Passer de Mademoiselle à Madame peut aussi être vécu comme une séparation définitive avec sa famille, une perte de son identité première.

Pour d’autres comme Gilles, le mariage signerait la fin de la lune de miel : "Je ne suis pas superstitieux, mais je me dis qu’on est très heureux comme ça et qu’en se mariant on risque de tout gâcher !"

"On a le temps, on verra bien…", répète inlassablement Mathieu lorsque Élodie lui parle mariage. "Je sais qu’après elle voudra un bébé. Je ne me sens pas prêt. Je l’aime, mais j’ai encore envie de profiter de la vie, sans contrainte ni engagement", admet ce jeune chimiste.

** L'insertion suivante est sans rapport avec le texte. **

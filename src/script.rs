//! The Script engine: owns one plug-in's lifecycle, shadow-copies its
//! library file, and drives the load/init/unload/reload state machine
//! through the fault barrier.
//!
//! The state-transition algorithm in [`Script::update`] is a direct port
//! of `csfx_script_update` from the reference C implementation; see
//! `DESIGN.md` for the line-by-line grounding and the Open Question
//! decisions baked into it.

use crate::abi::{ErrorCode, PluginEntryFn, State, ENTRY_POINT_NAME};
use crate::barrier;
use crate::error::Error;
use crate::platform;
use derivative::Derivative;
use libloading::Library;
use std::os::raw::c_void;
use std::path::{Path, PathBuf};

/// A managed plug-in instance bound to one library file on disk.
///
/// See the crate-level invariants in `SPEC_FULL.md` section 3: a loaded
/// `library` always implies `libtime > 0`, the loaded library is always
/// mapped from `temppath` rather than `realpath`, and `temppath` is fixed
/// once at construction.
#[derive(Derivative)]
#[derivative(Debug)]
pub struct Script {
    realpath: PathBuf,
    temppath: PathBuf,
    libtime: u64,
    state: State,
    errcode: ErrorCode,
    userdata: *mut c_void,
    last_loader_error: Option<String>,

    #[cfg(all(windows, feature = "unlock-symbol-file"))]
    pdbtime: u64,

    #[derivative(Debug = "ignore")]
    library: Option<Library>,
}

// Safety: `userdata` is an opaque handle the plug-in owns; Script never
// dereferences it, only threads it through FFI calls, so Script carries no
// more thread-affinity than the plug-in itself imposes.
unsafe impl Send for Script {}

impl Script {
    /// Bind a new Script to `realpath`. Does not touch the filesystem
    /// beyond probing for an unused shadow name; no library is loaded yet.
    pub fn new(realpath: impl Into<PathBuf>) -> crate::error::Result<Self> {
        let realpath = realpath.into();
        let temppath = platform::synthesize_shadow_path(&realpath)
            .ok_or_else(|| Error::ShadowPathExhausted(realpath.clone()))?;
        tracing::debug!(real = %realpath.display(), temp = %temppath.display(), "script bound");
        Ok(Script {
            realpath,
            temppath,
            libtime: 0,
            state: State::None,
            errcode: ErrorCode::None,
            userdata: std::ptr::null_mut(),
            last_loader_error: None,
            #[cfg(all(windows, feature = "unlock-symbol-file"))]
            pdbtime: 0,
            library: None,
        })
    }

    pub fn state(&self) -> State {
        self.state
    }

    pub fn error_code(&self) -> ErrorCode {
        self.errcode
    }

    pub fn real_path(&self) -> &Path {
        &self.realpath
    }

    pub fn temp_path(&self) -> &Path {
        &self.temppath
    }

    /// Companion `.pdb` beside `realpath`, shadow-copied alongside the
    /// library itself so a debugger attached to the host doesn't keep the
    /// original locked across reloads. Only meaningful on Windows.
    #[cfg(all(windows, feature = "unlock-symbol-file"))]
    fn pdb_real_path(&self) -> PathBuf {
        self.realpath.with_extension("pdb")
    }

    #[cfg(all(windows, feature = "unlock-symbol-file"))]
    fn pdb_temp_path(&self) -> PathBuf {
        self.temppath.with_extension("pdb")
    }

    /// Resolve `name` in the currently loaded plug-in, or `None` if
    /// nothing is loaded or the name isn't exported.
    ///
    /// # Safety
    /// The caller must know the true type of the symbol it asks for.
    pub unsafe fn symbol<T>(&self, name: &[u8]) -> Option<libloading::Symbol<'_, T>> {
        let lib = self.library.as_ref()?;
        platform::symbol(lib, name)
    }

    /// The platform dynamic-loader's last message, if the most recent load
    /// attempt failed. Empty string if nothing has failed yet.
    pub fn error_message(&self) -> String {
        self.last_loader_error.clone().unwrap_or_default()
    }

    /// The state machine's single step. See `SPEC_FULL.md` section 4.4.3
    /// for the full prose description this mirrors.
    pub fn update(&mut self) -> State {
        let current_mtime = platform::mtime(&self.realpath);

        if current_mtime == 0 || current_mtime <= self.libtime {
            // Steady state: nothing changed. Failed is sticky across quiet
            // ticks; every other state collapses back to None.
            if self.state != State::Failed {
                self.state = State::None;
            }
            return self.state;
        }

        if self.library.is_some() {
            return self.unload_step();
        }

        self.load_step(current_mtime)
    }

    fn unload_step(&mut self) -> State {
        let old_state = self.state;
        self.state = State::Unload;
        let trapped = self.invoke(old_state, State::Unload);

        if let Some(lib) = self.library.take() {
            platform::free_library(lib);
        }
        platform::remove_file(&self.temppath);

        if trapped {
            self.state = State::Failed;
            tracing::warn!(real = %self.realpath.display(), code = ?self.errcode, "plug-in trapped on unload");
        }

        self.state
    }

    fn load_step(&mut self, current_mtime: u64) -> State {
        platform::remove_file(&self.temppath);
        if !platform::copy_file(&self.realpath, &self.temppath) {
            let err = Error::CopyTimeOut(self.realpath.clone(), self.temppath.clone());
            tracing::warn!(real = %self.realpath.display(), "{err}, will retry on next change");
            self.last_loader_error = Some(err.to_string());
            return self.state;
        }

        let lib = match platform::load_library(&self.temppath) {
            Ok(lib) => lib,
            Err(libload_err) => {
                let err = Error::Load(self.temppath.clone(), libload_err);
                tracing::warn!(real = %self.realpath.display(), "{err}, will retry on next change");
                self.last_loader_error = Some(err.to_string());
                return self.state;
            }
        };

        #[cfg(all(windows, feature = "unlock-symbol-file"))]
        self.refresh_pdb_shadow();

        // Open Question 1: recovering from Failed advances to Reload, not
        // Init, matching the reference implementation's own later ternary.
        let old_state = self.state;
        let new_state = if old_state == State::None {
            State::Init
        } else {
            State::Reload
        };

        self.library = Some(lib);
        self.state = new_state;
        // Advance libtime before the trap check: a trap must not leave the
        // next quiet tick still seeing current_mtime > libtime, or Failed
        // stops being sticky and the engine re-enters and re-traps on
        // every tick. Matches csfx_script_update, which records the new
        // libtime ahead of its errcode check.
        self.libtime = current_mtime;
        let trapped = self.invoke(old_state, new_state);

        if trapped {
            if let Some(lib) = self.library.take() {
                platform::free_library(lib);
            }
            self.state = State::Failed;
            tracing::warn!(real = %self.realpath.display(), code = ?self.errcode, "plug-in trapped on {:?}", new_state);
            return self.state;
        }

        tracing::info!(real = %self.realpath.display(), state = ?new_state, "plug-in loaded");
        self.state
    }

    /// Release the loaded library (calling the plug-in with `Quit` first)
    /// and remove the shadow copy. Safe to call when nothing is loaded.
    pub fn free(&mut self) {
        if self.library.is_some() {
            let old_state = self.state;
            self.state = State::Quit;
            let _ = self.invoke(old_state, State::Quit);
            if let Some(lib) = self.library.take() {
                platform::free_library(lib);
            }
        }
        platform::remove_file(&self.temppath);
        self.libtime = 0;
        #[cfg(all(windows, feature = "unlock-symbol-file"))]
        {
            platform::remove_file(&self.pdb_temp_path());
            self.pdbtime = 0;
        }
    }

    /// Re-copy the companion `.pdb` if its source has advanced (or hasn't
    /// shown up yet), so the debugger-visible symbol file tracks the dll
    /// without ever resurrecting a stale copy from a previous build.
    #[cfg(all(windows, feature = "unlock-symbol-file"))]
    fn refresh_pdb_shadow(&mut self) {
        let pdb_real = self.pdb_real_path();
        let current = platform::mtime(&pdb_real);
        if !crate::filetime::changed_tolerant(current, self.pdbtime) {
            return;
        }
        let pdb_temp = self.pdb_temp_path();
        crate::unlocker::unlock(pdb_temp.clone());
        platform::remove_file(&pdb_temp);
        if platform::copy_file(&pdb_real, &pdb_temp) {
            self.pdbtime = current;
        }
    }

    /// Call the plug-in's entry point inside the fault barrier. Returns
    /// `true` if a trap was caught (and records it in `self.errcode`).
    fn invoke(&mut self, old_state: State, new_state: State) -> bool {
        let Some(lib) = self.library.as_ref() else {
            return false;
        };

        let entry = unsafe { platform::symbol::<PluginEntryFn>(lib, ENTRY_POINT_NAME) };
        let Some(entry) = entry else {
            // Missing entry point is not an error; bookkeeping proceeds
            // with userdata untouched.
            return false;
        };

        let userdata = self.userdata;

        let result = barrier::guard(|| unsafe { entry(userdata, old_state as i32, new_state as i32) });

        match result {
            Ok(returned) => {
                self.userdata = returned;
                false
            }
            Err(code) => {
                self.errcode = code;
                true
            }
        }
    }
}

impl Drop for Script {
    fn drop(&mut self) {
        self.free();
    }
}

#[cfg(test)]
mod tests {
    use super::*;
    use std::path::PathBuf;

    fn test_plugin_path() -> PathBuf {
        let exe = std::env::current_exe().unwrap();
        let dir = exe.parent().unwrap().parent().unwrap();
        dir.join(platform::dynamiclib_name("testplugin"))
    }

    fn test_plugin_trap_path() -> PathBuf {
        let exe = std::env::current_exe().unwrap();
        let dir = exe.parent().unwrap().parent().unwrap();
        dir.join(platform::dynamiclib_name("testplugin_trap"))
    }

    fn test_plugin_noentry_path() -> PathBuf {
        let exe = std::env::current_exe().unwrap();
        let dir = exe.parent().unwrap().parent().unwrap();
        dir.join(platform::dynamiclib_name("testplugin_noentry"))
    }

    // S1: cold start loads and calls Init.
    #[test]
    fn cold_start_inits() {
        let path = test_plugin_path();
        assert!(path.exists(), "fixture plug-in missing: {}", path.display());
        let mut script = Script::new(&path).unwrap();
        assert_eq!(script.update(), State::Init);
        assert!(script.temp_path().exists());
        script.free();
    }

    // S2: steady state repeats None after the initial transition.
    #[test]
    fn steady_state_reports_none() {
        let path = test_plugin_path();
        let mut script = Script::new(&path).unwrap();
        assert_eq!(script.update(), State::Init);
        for _ in 0..4 {
            assert_eq!(script.update(), State::None);
        }
        script.free();
    }

    // S3: touching the file drives Unload then Reload across two ticks.
    #[test]
    fn reload_cycle_is_unload_then_reload() {
        let path = test_plugin_path();
        let mut script = Script::new(&path).unwrap();
        assert_eq!(script.update(), State::Init);

        touch_forward(&path);
        assert_eq!(script.update(), State::Unload);
        assert_eq!(script.update(), State::Reload);
        script.free();
    }

    // S4: a trap on reload sticks in Failed until the file changes again,
    // and recovery advances to Reload (not Init) per Open Question 1. The
    // sticky tick in between must not re-enter the plug-in at all: every
    // call bumps a counter persisted outside the library (dlclose resets
    // any static state inside it, so the counter has to live elsewhere),
    // and that counter must stay flat across the quiet tick.
    #[test]
    fn trap_on_reload_is_sticky_then_recovers_to_reload() {
        let work_dir = tempfile::tempdir().unwrap();
        let path = work_dir.path().join(platform::dynamiclib_name("testplugin_trap_work"));
        std::fs::copy(test_plugin_trap_path(), &path).unwrap();

        let count_file = work_dir.path().join("count");
        std::fs::write(&count_file, "0").unwrap();
        // SAFETY: no other thread in this process reads or writes
        // HOTSWAP_TESTPLUGIN_TRAP_COUNT_FILE concurrently with this test.
        unsafe { std::env::set_var("HOTSWAP_TESTPLUGIN_TRAP_COUNT_FILE", &count_file) };

        let mut script = Script::new(&path).unwrap();
        assert_eq!(script.update(), State::Init);

        touch_forward(&path);
        assert_eq!(script.update(), State::Unload);
        assert_eq!(script.update(), State::Failed);
        assert_eq!(script.error_code(), ErrorCode::Segfault);
        assert_eq!(read_count(&count_file), 1);

        // Sticky tick: mtime hasn't changed, so the plug-in must not be
        // re-entered. This is the exact regression the libtime-ordering
        // fix in `load_step` prevents.
        assert_eq!(script.update(), State::Failed);
        assert_eq!(read_count(&count_file), 1);

        // Simulate the developer fixing the bug and rebuilding: the file
        // at `path` now holds non-trapping bytes, then its mtime advances.
        // The trapping library was already unloaded when the trap was
        // caught, so this is a single load_step straight to Reload, not an
        // unload/reload pair.
        std::fs::copy(test_plugin_path(), &path).unwrap();
        touch_forward(&path);
        assert_eq!(script.update(), State::Reload);
        script.free();

        unsafe { std::env::remove_var("HOTSWAP_TESTPLUGIN_TRAP_COUNT_FILE") };
    }

    fn read_count(path: &Path) -> u32 {
        std::fs::read_to_string(path).unwrap().trim().parse().unwrap()
    }

    // S5: a plug-in exporting no entry point still progresses normally.
    #[test]
    fn missing_entry_point_still_progresses() {
        let path = test_plugin_noentry_path();
        let mut script = Script::new(&path).unwrap();
        assert_eq!(script.update(), State::Init);
        touch_forward(&path);
        assert_eq!(script.update(), State::Unload);
        assert_eq!(script.update(), State::Reload);
        script.free();
    }

    fn touch_forward(path: &Path) {
        let future = std::time::SystemTime::now() + std::time::Duration::from_secs(2);
        filetime::set_file_mtime(path, filetime::FileTime::from_system_time(future)).unwrap();
    }
}
//! OS primitives the engine builds on: dynamic library load/free/symbol
//! (delegated to `libloading`), file mtime, file copy/remove, and shadow
//! path synthesis.
//!
//! Keeping every OS-specific call in one module is what lets `Script` stay
//! free of `cfg` noise outside the spots where the shadow path actually
//! needs to differ.

use libloading::{Library, Symbol};
use std::path::{Path, PathBuf};
use std::time::UNIX_EPOCH;

/// Upper bound on the shadow-path suffix probe in [`synthesize_shadow_path`].
/// Reaching this means a million stale shadow copies are sitting next to
/// `realpath`, which is its own problem the caller should surface rather
/// than loop forever over.
const MAX_SHADOW_PATH_ATTEMPTS: u64 = 1_000_000;

/// Last-modified time of `path` in whole seconds since the Unix epoch, or
/// `0` if the file does not exist or its metadata can't be read.
pub fn mtime(path: &Path) -> u64 {
    std::fs::metadata(path)
        .and_then(|md| md.modified())
        .map(|t| {
            t.duration_since(UNIX_EPOCH)
                .map(|d| d.as_secs())
                .unwrap_or(0)
        })
        .unwrap_or(0)
}

/// Overwrite `dst` with `src`'s bytes. Best-effort: the compiler may still
/// hold `src` open with a share-lock on some platforms, so a handful of
/// retries are attempted before giving up.
pub fn copy_file(src: &Path, dst: &Path) -> bool {
    for _ in 0..10 {
        if let Ok(md) = std::fs::metadata(src) {
            if md.len() > 0 && std::fs::copy(src, dst).is_ok() {
                return true;
            }
        }
        std::thread::sleep(std::time::Duration::from_millis(100));
    }
    false
}

/// Best-effort removal. A missing file is not a failure the caller needs
/// to know about.
pub fn remove_file(path: &Path) -> bool {
    match std::fs::remove_file(path) {
        Ok(()) => true,
        Err(e) if e.kind() == std::io::ErrorKind::NotFound => true,
        Err(_) => false,
    }
}

/// Produce a sibling path of `realpath` guaranteed not to exist at the
/// moment of the call, of the form `<realpath>.<pid>.<n>` for the lowest
/// non-negative `n`. Returns `None` if no candidate under
/// `MAX_SHADOW_PATH_ATTEMPTS` is free.
///
/// Folding the process id into the name closes the cross-process race two
/// Scripts in different processes would otherwise have over the same
/// `realpath` (see the shadow-path race open question); the `n` probe still
/// covers two Scripts in the same process pointed at the same file.
pub fn synthesize_shadow_path(realpath: &Path) -> Option<PathBuf> {
    let pid = std::process::id();
    (0..MAX_SHADOW_PATH_ATTEMPTS)
        .map(|n| sibling_with_suffix(realpath, pid, n))
        .find(|candidate| std::fs::metadata(candidate).is_err())
}

fn sibling_with_suffix(realpath: &Path, pid: u32, n: u64) -> PathBuf {
    let mut name = realpath
        .file_name()
        .map(|n| n.to_os_string())
        .unwrap_or_default();
    name.push(format!(".{pid}.{n}"));
    realpath.with_file_name(name)
}

/// Map a shared library into the process. `libloading` already gives a
/// sound cross-platform wrapper over `dlopen`/`LoadLibraryW`, so this is a
/// thin pass-through rather than a hand-rolled reimplementation.
pub fn load_library(path: &Path) -> Result<Library, libloading::Error> {
    // Safety: running a plug-in's init routines is inherent to dynamic
    // loading; the caller (`Script`) upholds the same contract libloading
    // itself documents for `Library::new`.
    unsafe { Library::new(path) }
}

/// Release a previously loaded library. After this call no `Symbol`
/// obtained from it may be dereferenced.
pub fn free_library(lib: Library) {
    drop(lib);
}

/// Resolve an exported symbol by name, or `None` if it isn't present.
///
/// # Safety
/// The caller must not call the returned function pointer after `lib` is
/// dropped, and must know the true signature of the symbol it asks for.
pub unsafe fn symbol<'a, T>(lib: &'a Library, name: &[u8]) -> Option<Symbol<'a, T>> {
    lib.get(name).ok()
}

/// Platform-correct shared-library file name for a bare module name, e.g.
/// `"foo"` -> `"libfoo.so"` on Linux, `"foo.dll"` on Windows.
#[cfg(target_os = "windows")]
pub fn dynamiclib_name(name: &str) -> String {
    format!("{name}.dll")
}

#[cfg(target_os = "macos")]
pub fn dynamiclib_name(name: &str) -> String {
    format!("lib{name}.dylib")
}

#[cfg(any(
    target_os = "linux",
    target_os = "freebsd",
    target_os = "dragonfly",
    target_os = "netbsd",
    target_os = "openbsd"
))]
pub fn dynamiclib_name(name: &str) -> String {
    format!("lib{name}.so")
}
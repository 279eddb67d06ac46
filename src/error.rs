//! Error taxonomy for the surfaces that can fail independently of the
//! Script state machine (which reports its own failures through `State`
//! and `ErrorCode` rather than `Result`, see [`crate::Script::update`]).
//!
//! Modeled on the sibling `hotlib` crate's `thiserror`-derived error
//! enums rather than the chosen teacher's (whose own `error.rs` wasn't
//! available to imitate directly).

use std::path::PathBuf;
use thiserror::Error;

#[derive(Debug, Error)]
pub enum Error {
    #[error("failed to copy {0} to shadow path {1}")]
    CopyTimeOut(PathBuf, PathBuf),

    #[error("failed to load library {0}: {1}")]
    Load(PathBuf, #[source] libloading::Error),

    #[error("ran out of candidate shadow paths for {0}")]
    ShadowPathExhausted(PathBuf),

    #[error("failed to create file watcher: {0}")]
    Watch(#[from] notify::Error),

    #[error("rebuild command failed to start: {0}")]
    Spawn(#[source] std::io::Error),
}

pub type Result<T> = std::result::Result<T, Error>;
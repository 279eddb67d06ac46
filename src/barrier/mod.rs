//! The fault barrier: process-wide trap handlers plus a scoped region that
//! converts a hardware trap raised while calling into plug-in code into an
//! [`ErrorCode`] instead of terminating the host.
//!
//! The unwind target is thread-local: only the thread that entered
//! [`guard`] can be resumed by a trap on that thread. A trap on any other
//! thread is not this component's problem and is left to propagate.
//!
//! This is the one place in the crate that leans on a genuinely unsound-
//! in-the-general-case technique (raw `setjmp`/`longjmp` across an FFI
//! boundary the compiler doesn't model). That hazard is inherited from the
//! C original this engine is a port of and is not something this
//! implementation attempts to paper over — see the module's own doc above
//! and the crate-level caveat in `SPEC_FULL.md` section 4.2.

#[cfg(unix)]
mod unix;
#[cfg(windows)]
mod windows;

use crate::abi::ErrorCode;
use std::cell::Cell;

// Opaque jump-buffer storage big enough for any supported platform's
// `jmp_buf`. Sized generously; both glibc and the Windows CRT keep theirs
// well under this on every architecture this crate targets.
#[repr(align(16))]
pub(crate) struct JmpBuf([u8; 256]);

impl JmpBuf {
    const fn new() -> Self {
        JmpBuf([0u8; 256])
    }
}

thread_local! {
    static ARMED: Cell<bool> = const { Cell::new(false) };
    static JMP_BUF: std::cell::UnsafeCell<JmpBuf> = std::cell::UnsafeCell::new(JmpBuf::new());
    static CAUGHT: Cell<ErrorCode> = const { Cell::new(ErrorCode::None) };
}

extern "C" {
    #[cfg_attr(target_os = "macos", link_name = "setjmp")]
    fn setjmp(env: *mut u8) -> i32;
    #[cfg_attr(target_os = "macos", link_name = "longjmp")]
    fn longjmp(env: *mut u8, val: i32) -> !;
}

/// Install process-wide trap handlers. Idempotent-unsafe: calling this
/// twice without an intervening [`uninstall`] re-registers handlers on top
/// of whatever is already chained, which is harmless but pointless.
pub fn install() -> bool {
    #[cfg(unix)]
    {
        unix::install()
    }
    #[cfg(windows)]
    {
        windows::install()
    }
}

/// Restore whatever trap handling was in place before [`install`].
pub fn uninstall() {
    #[cfg(unix)]
    {
        unix::uninstall();
    }
    #[cfg(windows)]
    {
        windows::uninstall();
    }
}

/// Call `f` inside the fault barrier. Returns `f`'s result on normal
/// completion, or the classified [`ErrorCode`] if a trap was caught while
/// `f` was running.
///
/// `f` must not unwind (no Rust panics) — a barrier region is only
/// prepared to recover from a trap delivered by the signal/SEH handler via
/// `longjmp`, not from a Rust panic crossing the same frame.
pub fn guard<R>(f: impl FnOnce() -> R) -> Result<R, ErrorCode> {
    CAUGHT.with(|c| c.set(ErrorCode::None));

    let jumped = JMP_BUF.with(|buf| {
        // Safety: `setjmp` is called directly in this frame, which is the
        // frame `longjmp` will resume into; the pointer stays valid for as
        // long as this function's stack frame is live, which covers the
        // entire dynamic extent of the guarded call below.
        unsafe { setjmp(buf.get().cast()) }
    });

    if jumped != 0 {
        ARMED.with(|a| a.set(false));
        return Err(CAUGHT.with(|c| c.get()));
    }

    ARMED.with(|a| a.set(true));
    let result = f();
    ARMED.with(|a| a.set(false));
    Ok(result)
}

/// Called from a signal handler / exception filter on the thread that
/// trapped. Returns `true` if a barrier region was armed on this thread
/// and the jump was taken (in which case control does not return to the
/// caller of this function); `false` if the trap should be chained to the
/// previous handler instead.
fn on_trap(code: ErrorCode) -> bool {
    if !ARMED.with(|a| a.get()) {
        return false;
    }
    CAUGHT.with(|c| c.set(code));
    JMP_BUF.with(|buf| {
        // Safety: a barrier region armed this buffer via `setjmp` earlier
        // on this same thread and has not returned yet, so jumping back
        // into it is resuming a still-live frame.
        unsafe { longjmp(buf.get().cast(), 1) }
    })
}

Le refus d’un engagement exclusif

Quel que soit l’argument avancé, la peur d’établir un lien fort est là, dans l’ombre. On reste dans l’idée que se marier, c’est s’engager à long terme, qu’en épousant l’autre on fait un choix quasi définitif d’engagement parental - on fera des enfants -, mais aussi sexuel, puisque l’on jure fidélité et donc exclusivité. Deux notions importantes qui ne figurent pas systématiquement dans les bases du concubinage, par exemple.

Certains mettent aussi en avant leur besoin vital de liberté : "Si on n’est pas mariés, je reste indépendante, libre, autonome, il ne me doit rien, je ne compte que sur moi", analyse Isabelle, comme si elle redoutait la soumission.